Yes you are right, I should have been more clear about it. And I can share your feeling about trapped mindset. I worked on ruby on rails years ago and I struggled to adapt the meta-programming mindset. I have straight forward avoided using functional programming even though I love elixir as technology stack. Even today, for kotlin and Java lambda's, I struggle a little. For lambda's, My path of least resistance is to write code as I know, and then let android studio take over to convert my code to lambda.

OOP is not best for everything. But it is a good starting point to learn relationships and flow between code. With my dealing with college freshers, I have felt that those with good oop concepts can adapt to other coding paradigm easily, in contrast to those freshers who didn't. I have to review their code less.

One of the fresher working on a PHP project constantly objected our MVC-like approach citing its unnecessary to separate HTML and PHP logic into different file. ( I am living in a so called non-IT city in India where coaching classes still teach PHP 5.1, and college still uses borland c++ 5 to teach students).

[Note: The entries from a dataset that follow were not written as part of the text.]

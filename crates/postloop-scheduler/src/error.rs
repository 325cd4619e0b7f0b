use postloop_providers::ProviderError;
use thiserror::Error;

use crate::types::EntryStatus;

/// Errors that can occur within the scheduling core.
#[derive(Debug, Error)]
pub enum SchedulerError {
    /// Underlying SQLite / rusqlite error.
    #[error("Database error: {0}")]
    Database(#[from] rusqlite::Error),

    /// The provided schedule definition is invalid or unsupported.
    #[error("Invalid schedule: {0}")]
    InvalidSchedule(String),

    #[error("Schedule not found: {id}")]
    ScheduleNotFound { id: String },

    #[error("Post not found: {id}")]
    PostNotFound { id: String },

    #[error("Dispatch entry not found: {id}")]
    EntryNotFound { id: String },

    /// A status change the entry lifecycle does not allow.
    #[error("Entry {id} is {status}, cannot {action}")]
    InvalidTransition {
        id: String,
        status: EntryStatus,
        action: &'static str,
    },

    /// A stored row could not be decoded.
    #[error("Corrupt record: {0}")]
    Corrupt(String),

    #[error("Serialization error: {0}")]
    Serialization(#[from] serde_json::Error),

    #[error("Provider error: {0}")]
    Provider(#[from] ProviderError),
}

pub type Result<T> = std::result::Result<T, SchedulerError>;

I think mileage varies from person to person. Java has a benefit (or curse) of strict coding styles which means when teaching it to students, It's less distracting, because even though you can use your own coding style, community expects you to adapt default guideline. In the end, you have one less thing to worry about.

And like I said, Once you gain some work experience, working on any other language is just adapting its syntax and limitations. I switched my career from Java Servlets to PHP 7 years ago, and last year I switched it to Java and kotlin for android development. The difference between strict type and loose type language was nothing which google can't solve ;)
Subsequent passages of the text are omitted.